Les cessez-le-feu exigent généralement des arrangements politiques pour devenir durables. Cela nous ramène aux négociations irano-américaines – semblables à celles de l’accord nucléaire de 2015 – que Trump a rompues il y a deux semaines, leur préférant l’option militaire. Étant donné que Washington est à l’origine de la crise actuelle en exigeant que Téhéran renonce à ses droits, garantis par le TNP, d’enrichir de l’uranium à des fins civiles sur son propre sol, il est peu probable que l’Iran retourne à la table des négociations tant que les États-Unis ne se seront pas rétractés et n’auront pas reconnu ses droits en vertu du TNP. Il refusera également, comme par le passé, d’ouvrir des discussions sur son programme de missiles balistiques et ses alliances régionales.
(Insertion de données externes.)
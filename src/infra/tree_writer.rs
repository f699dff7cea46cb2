// ============================================================
// Layer 6 — Tree Writer
// ============================================================
// Writes the split output to the local filesystem:
//   - ensure_dir → create_dir_all, a no-op for existing dirs
//   - copy_file  → byte-for-byte copy under the same file name
//
// Existing destination files with the same name are
// overwritten. Nothing is ever deleted.

use std::{ffi::OsStr, fs, io, path::Path};

use crate::domain::error::{SplitError, SplitResult};
use crate::domain::traits::DatasetSink;

/// Creates directories and copies files on the local filesystem.
/// Implements the DatasetSink trait from Layer 3.
#[derive(Debug, Default)]
pub struct TreeWriter;

impl TreeWriter {
    pub fn new() -> Self {
        Self
    }
}

impl DatasetSink for TreeWriter {
    fn ensure_dir(&self, dir: &Path) -> SplitResult<()> {
        // create_dir_all succeeds silently when the directory is already there
        fs::create_dir_all(dir).map_err(|e| SplitError::from_io(dir, e))?;
        tracing::debug!("Ensured directory '{}'", dir.display());
        Ok(())
    }

    fn copy_file(&self, src_dir: &Path, dst_dir: &Path, name: &OsStr) -> SplitResult<()> {
        let src = src_dir.join(name);
        let dst = dst_dir.join(name);

        // Open both ends first so a failure names the path that caused it
        let mut reader = fs::File::open(&src).map_err(|e| SplitError::from_io(&src, e))?;
        let mut writer = fs::File::create(&dst).map_err(|e| SplitError::from_io(&dst, e))?;

        io::copy(&mut reader, &mut writer).map_err(|e| SplitError::from_io(&dst, e))?;

        Ok(())
    }
}
// ============================================================
// Layer 6 — Config Store
// ============================================================
// Reads and writes a SplitConfig as pretty JSON so a split can
// be reproduced later with exactly the same inputs:
//
//   {
//     "train_ratio": 0.8,
//     "base_path": "data/chest_xray",
//     "images_subpath": "images",
//     "train_subpath": "train",
//     "val_subpath": "val",
//     "listing_order": "sorted"
//   }
//
// "listing_order" may be omitted and defaults to "sorted".
//
// Reference: serde_json documentation
//            Rust Book §9 (Error Handling)

use anyhow::{Context, Result};
use std::{fs, path::Path};

use crate::domain::split_config::SplitConfig;

/// Load a split configuration from a JSON file.
pub fn load_config(path: &Path) -> Result<SplitConfig> {
    let json = fs::read_to_string(path)
        .with_context(|| format!("Cannot read split config from '{}'", path.display()))?;

    let cfg: SplitConfig = serde_json::from_str(&json)
        .with_context(|| format!("Malformed split config in '{}'", path.display()))?;

    tracing::debug!("Loaded split config from '{}'", path.display());
    Ok(cfg)
}

/// Save a split configuration as pretty JSON.
pub fn save_config(path: &Path, cfg: &SplitConfig) -> Result<()> {
    let json = serde_json::to_string_pretty(cfg)?;

    fs::write(path, json)
        .with_context(|| format!("Cannot write split config to '{}'", path.display()))?;

    tracing::debug!("Saved split config to '{}'", path.display());
    Ok(())
}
Si l’Iran venait à accepter de telles conditions, ce serait une preuve éclatante qu’Israël a réussi à le mettre à genoux.

L’autre question en suspens concerne les ambitions nucléaires de l’Iran. En seulement douze jours, Israël et les États-Unis ont réduit à néant le TNP, et avec lui tout l’édifice de régulation nucléaire patiemment bâti depuis des décennies. L’Iran va-t-il désormais – ou si les négociations échouent à nouveau – expulser les inspecteurs de l’Agence internationale de l’énergie atomique (AIEA), se retirer du TNP, rester en dehors, à l’instar d’Israël, et développer secrètement une arme nucléaire ? Les dirigeants iraniens subiront d’énormes pressions, tant de la part de leur propre appareil politique que de la société iranienne dans son ensemble, pour franchir ce pas. Ils pourraient désormais considérer qu’il n’est plus utile d’exploiter leur statut d’État au seuil nucléaire comme levier dans les négociations avec l’Occident, mais plutôt de l’envisager comme la voie vers l’ultime moyen de dissuasion.